By some such process, man won from their original wildness the cow, the sheep, the goat, the hog; and of birds, that most useful species which supplies us with eggs and chickens, and which, from its excellence, is called "the fowl," ducks, and geese, to which America has added the turkey, furnishing man with food equally palatable and nourishing; and, to serve other useful purposes, the camel, the horse, the elephant, and the dog, which prefers the society of man to that of his own species, and which remains faithful to him when deserted by all other friends.

But every country is not adapted to the pastoral state. Some regions are not naturally productive of grass, or not in sufficient quantity; and man, in his social progress, must pass from the hunter state to the agricultural. Such must have been the destiny of the aborigines of North America, which is everywhere, except in the prairies of the West, covered with a dense forest. The Indians had accordingly made more advances towards the agricultural than the pastoral state, as they had succeeded in taming no bird or beast, but had their little patches of tobacco, maize, and cymlings.*

The nations and tribes of Western Asia, spoken of in the five books of Moses, were essentially pastoral. Abraham is mentioned as rich in "cattle, silver, and in gold;" and Lot, his rival in wealth and power, has "flocks, and herds, and tents;" and when the Egyptians were suffering from a drought, Joseph gave them bread in exchange for "horses, and for the flocks, and for the cattle of the herds, and for the asses." So, when the laws against the invasion of property are stated, "oxen, asses, and sheep" hold a conspicuous place.

In the pastoral state, the character of the population undergoes a great change. From being warlike it has become pacific, though not unfit for war in defence of its rights, and sometimes even for conquest. With manners more humane and civilized, the mental powers are also farther developed by more frequent and varied exercise. Men now had leisure for the simpler manufactures, for which they had new materials and new incentives; and here, without doubt, wool was first spun and woven. Exchanges, which had been rare in the hunter state, where everything is consumed as soon as produced, naturally increased with the means. By the greater facility and more abundant supply of subsistence thus afforded, population gradually grew to ten or twenty times what it had been in the hunter state.

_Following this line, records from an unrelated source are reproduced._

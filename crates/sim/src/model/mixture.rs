//! Mixture models: weighted collections of substitution models.
//!
//! A mixture represents site-to-site model heterogeneity. Each site of an
//! alignment evolves under one component, chosen with probability
//! proportional to the component's weight. Weights are relative and need not
//! sum to one.

use serde::Serialize;

use crate::base::Alphabet;
use crate::errors::ModelError;
use crate::model::substitution::{format_values, SubstitutionModel};

/// One weighted component of a mixture.
#[derive(Debug, Clone, PartialEq, Serialize)]
pub struct MixtureComponent {
    pub weight: f64,
    pub model: SubstitutionModel,
}

impl MixtureComponent {
    pub fn new(weight: f64, model: SubstitutionModel) -> Self {
        Self { weight, model }
    }
}

/// A named, non-empty list of weighted substitution models over one alphabet.
#[derive(Debug, Clone, PartialEq, Serialize)]
pub struct MixtureModel {
    name: String,
    components: Vec<MixtureComponent>,
}

impl MixtureModel {
    /// Create a mixture from components.
    ///
    /// # Errors
    /// Fails if the list is empty, a weight is negative or not finite, all
    /// weights are zero, or components disagree on the alphabet.
    pub fn new(name: impl Into<String>, components: Vec<MixtureComponent>) -> Result<Self, ModelError> {
        let mixture = Self {
            name: name.into(),
            components,
        };
        mixture.validate()?;
        Ok(mixture)
    }

    /// Pair weights and models positionally.
    ///
    /// # Errors
    /// Returns [`ModelError::LengthMismatch`] if the lists differ in length,
    /// otherwise the errors of [`MixtureModel::new`].
    pub fn from_components(
        name: impl Into<String>,
        weights: &[f64],
        models: Vec<SubstitutionModel>,
    ) -> Result<Self, ModelError> {
        let name = name.into();
        if weights.len() != models.len() {
            return Err(ModelError::LengthMismatch {
                name,
                left: weights.len(),
                right: models.len(),
            });
        }
        let components = weights
            .iter()
            .zip(models)
            .map(|(&weight, model)| MixtureComponent::new(weight, model))
            .collect();
        Self::new(name, components)
    }

    /// Flatten several mixtures into one.
    ///
    /// Every component keeps its weight and model; order is the order of
    /// `mixtures`, then the order within each mixture.
    pub fn concatenate(name: impl Into<String>, mixtures: Vec<MixtureModel>) -> Result<Self, ModelError> {
        let components = mixtures.into_iter().flat_map(|m| m.components).collect();
        Self::new(name, components)
    }

    /// Check the mixture invariants.
    ///
    /// The simulator calls this before every run and refuses to proceed on
    /// failure.
    pub fn validate(&self) -> Result<(), ModelError> {
        let first = self
            .components
            .first()
            .ok_or_else(|| ModelError::EmptyMixture(self.name.clone()))?;
        let expected = first.model.alphabet();

        for (i, component) in self.components.iter().enumerate() {
            if !component.weight.is_finite() || component.weight < 0.0 {
                return Err(ModelError::NegativeWeight {
                    mixture: self.name.clone(),
                    component: i,
                    weight: component.weight,
                });
            }
            let found = component.model.alphabet();
            if found != expected {
                return Err(ModelError::InconsistentAlphabet {
                    mixture: self.name.clone(),
                    component: i,
                    expected,
                    found,
                });
            }
        }

        if self.total_weight() <= 0.0 {
            return Err(ModelError::InvalidParameter(format!(
                "mixture '{}' has only zero weights",
                self.name
            )));
        }
        Ok(())
    }

    /// Whether [`MixtureModel::validate`] succeeds.
    pub fn is_valid(&self) -> bool {
        self.validate().is_ok()
    }

    #[inline]
    pub fn name(&self) -> &str {
        &self.name
    }

    #[inline]
    pub fn components(&self) -> &[MixtureComponent] {
        &self.components
    }

    pub fn weights(&self) -> Vec<f64> {
        self.components.iter().map(|c| c.weight).collect()
    }

    #[inline]
    pub fn len(&self) -> usize {
        self.components.len()
    }

    #[inline]
    pub fn is_empty(&self) -> bool {
        self.components.is_empty()
    }

    /// Alphabet shared by all components.
    ///
    /// # Errors
    /// Returns [`ModelError::EmptyMixture`] for a mixture without components.
    pub fn alphabet(&self) -> Result<Alphabet, ModelError> {
        self.components
            .first()
            .map(|c| c.model.alphabet())
            .ok_or_else(|| ModelError::EmptyMixture(self.name.clone()))
    }

    fn total_weight(&self) -> f64 {
        self.components.iter().map(|c| c.weight).sum()
    }

    /// Weight-averaged total rate of the components.
    pub fn total_rate(&self) -> f64 {
        let total_weight = self.total_weight();
        self.components
            .iter()
            .map(|c| c.weight * c.model.total_rate())
            .sum::<f64>()
            / total_weight
    }

    /// Scale every component by `factor`; weights are untouched.
    pub fn scale(&self, factor: f64) -> Result<Self, ModelError> {
        let components = self
            .components
            .iter()
            .map(|c| Ok(MixtureComponent::new(c.weight, c.model.scale(factor)?)))
            .collect::<Result<Vec<_>, ModelError>>()?;
        Ok(Self {
            name: self.name.clone(),
            components,
        })
    }

    /// Rescale all components by one common factor so that
    /// [`MixtureModel::total_rate`] is one.
    ///
    /// Relative rates between components are preserved.
    pub fn normalize(&self) -> Result<Self, ModelError> {
        let rate = self.total_rate();
        if !rate.is_finite() || rate <= 0.0 {
            return Err(ModelError::InvalidParameter(format!(
                "mixture '{}' has total rate {rate} and cannot be normalized",
                self.name
            )));
        }
        self.scale(1.0 / rate)
    }

    /// Append `suffix` to the name of every component.
    pub fn append_name(&self, suffix: &str) -> Self {
        Self {
            name: self.name.clone(),
            components: self
                .components
                .iter()
                .map(|c| MixtureComponent::new(c.weight, c.model.append_name(suffix)))
                .collect(),
        }
    }

    /// Human-readable description, one line per entry.
    pub fn summarize(&self) -> Vec<String> {
        let mut lines = vec![
            format!("Mixture model: {}", self.name),
            format!("Number of components: {}", self.components.len()),
            format!("Weights: {}", format_values(&self.weights())),
        ];
        for (i, component) in self.components.iter().enumerate() {
            lines.push(format!("Component {} (weight {:.6}):", i + 1, component.weight));
            lines.extend(component.model.summarize().into_iter().map(|l| format!("  {l}")));
        }
        lines.push(format!("Average total rate: {:.6}", self.total_rate()));
        lines
    }
}

#[cfg(test)]
mod tests {
    use super::*;

    fn two_component() -> MixtureModel {
        MixtureModel::from_components(
            "mix",
            &[1.0, 3.0],
            vec![
                SubstitutionModel::jc().unwrap(),
                SubstitutionModel::hky(4.0, &[0.1, 0.2, 0.3, 0.4]).unwrap(),
            ],
        )
        .unwrap()
    }

    #[test]
    fn test_from_components_pairs_positionally() {
        let mix = two_component();
        assert_eq!(mix.len(), 2);
        assert_eq!(mix.weights(), vec![1.0, 3.0]);
        assert_eq!(mix.components()[1].model.name(), "HKY");
        assert_eq!(mix.alphabet().unwrap(), Alphabet::Dna);
    }

    #[test]
    fn test_from_components_length_mismatch() {
        let err = MixtureModel::from_components("m", &[1.0], vec![]).unwrap_err();
        assert_eq!(
            err,
            ModelError::LengthMismatch {
                name: "m".to_string(),
                left: 1,
                right: 0
            }
        );
    }

    #[test]
    fn test_empty_mixture_rejected() {
        assert_eq!(
            MixtureModel::new("none", vec![]).unwrap_err(),
            ModelError::EmptyMixture("none".to_string())
        );
    }

    #[test]
    fn test_negative_weight_rejected() {
        let err = MixtureModel::from_components(
            "neg",
            &[1.0, -2.0],
            vec![SubstitutionModel::jc().unwrap(), SubstitutionModel::jc().unwrap()],
        )
        .unwrap_err();
        assert!(matches!(err, ModelError::NegativeWeight { component: 1, .. }));
    }

    #[test]
    fn test_zero_weights_rejected() {
        let err = MixtureModel::from_components("zero", &[0.0], vec![SubstitutionModel::jc().unwrap()])
            .unwrap_err();
        assert!(matches!(err, ModelError::InvalidParameter(_)));
    }

    #[test]
    fn test_inconsistent_alphabet_rejected() {
        let err = MixtureModel::from_components(
            "mixed",
            &[1.0, 1.0],
            vec![SubstitutionModel::jc().unwrap(), SubstitutionModel::poisson().unwrap()],
        )
        .unwrap_err();
        assert!(matches!(
            err,
            ModelError::InconsistentAlphabet {
                component: 1,
                expected: Alphabet::Dna,
                found: Alphabet::Protein,
                ..
            }
        ));
    }

    #[test]
    fn test_concatenate_preserves_components() {
        let a = two_component();
        let b = MixtureModel::from_components("b", &[0.5], vec![SubstitutionModel::f81(&[0.4, 0.3, 0.2, 0.1]).unwrap()])
            .unwrap();
        let joined = MixtureModel::concatenate("joined", vec![a.clone(), b.clone()]).unwrap();
        assert_eq!(joined.name(), "joined");
        assert_eq!(joined.len(), 3);
        assert_eq!(joined.weights(), vec![1.0, 3.0, 0.5]);
        assert_eq!(joined.components()[..2], a.components()[..]);
        assert_eq!(joined.components()[2], b.components()[0]);
    }

    #[test]
    fn test_concatenate_checks_alphabets() {
        let dna = two_component();
        let protein = MixtureModel::from_components("p", &[1.0], vec![SubstitutionModel::poisson().unwrap()]).unwrap();
        assert!(MixtureModel::concatenate("bad", vec![dna, protein]).is_err());
    }

    #[test]
    fn test_scale_keeps_weights() {
        let mix = two_component().scale(2.0).unwrap();
        assert_eq!(mix.weights(), vec![1.0, 3.0]);
        for c in mix.components() {
            assert!((c.model.total_rate() - 2.0).abs() < 1e-9);
        }
    }

    #[test]
    fn test_total_rate_and_normalize() {
        let mix = MixtureModel::from_components(
            "rates",
            &[1.0, 1.0],
            vec![
                SubstitutionModel::jc().unwrap().scale(0.5).unwrap(),
                SubstitutionModel::jc().unwrap().scale(2.5).unwrap(),
            ],
        )
        .unwrap();
        assert!((mix.total_rate() - 1.5).abs() < 1e-9);

        let normalized = mix.normalize().unwrap();
        assert!((normalized.total_rate() - 1.0).abs() < 1e-9);
        // Relative rates are preserved.
        let rates: Vec<f64> = normalized.components().iter().map(|c| c.model.total_rate()).collect();
        assert!((rates[1] / rates[0] - 5.0).abs() < 1e-9);
    }

    #[test]
    fn test_append_name_applies_to_components() {
        let mix = two_component().append_name("; x");
        assert_eq!(mix.name(), "mix");
        assert_eq!(mix.components()[0].model.name(), "JC; x");
        assert_eq!(mix.components()[1].model.name(), "HKY; x");
    }

    #[test]
    fn test_summarize_lists_components() {
        let lines = two_component().summarize();
        assert_eq!(lines[0], "Mixture model: mix");
        assert!(lines.iter().any(|l| l == "Component 2 (weight 3.000000):"));
        assert!(lines.iter().any(|l| l == "  Model: HKY"));
    }
}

* The "squashes" of the Northern States.

But, soon or late, the members of a community would reach the level first of easy, then of difficult subsistence; when the increased demand for food would stimulate to new efforts for a further supply, which could be furnished only by agriculture. The land, indeed, had always made some small direct contribution of human aliment, but the quantity could be greatly multiplied, partly by breaking up and loosening the soil, and partly by ridding it of all noxious or useless plants, and limiting its products exclusively to those articles which afford sustenance to man.

Before the introduction of the useful arts, and especially that of making iron for axes, spades, ploughs, and other tools, the progress of agriculture would be slow. Without those efficient aids, the earth could be rid of its trees and shrubs only by the imperfect process of fire, and be turned up by still inferior substitutes for iron. But after a community had, by-means of its own invention, or the exchanges of commerce, acquired the use of this metal, population would obtain a new spring, and be gradually so augmented, that the square mile which had once afforded precarious subsistence to a single savage might, under favorable circumstances, afford an easier and better one to two or three hundred, or even more; for the highest degree of density of numbers which the soil can support has never yet been reached. The growing value of land, and of its annual returns, in this third and last stage of society, we will now proceed to consider.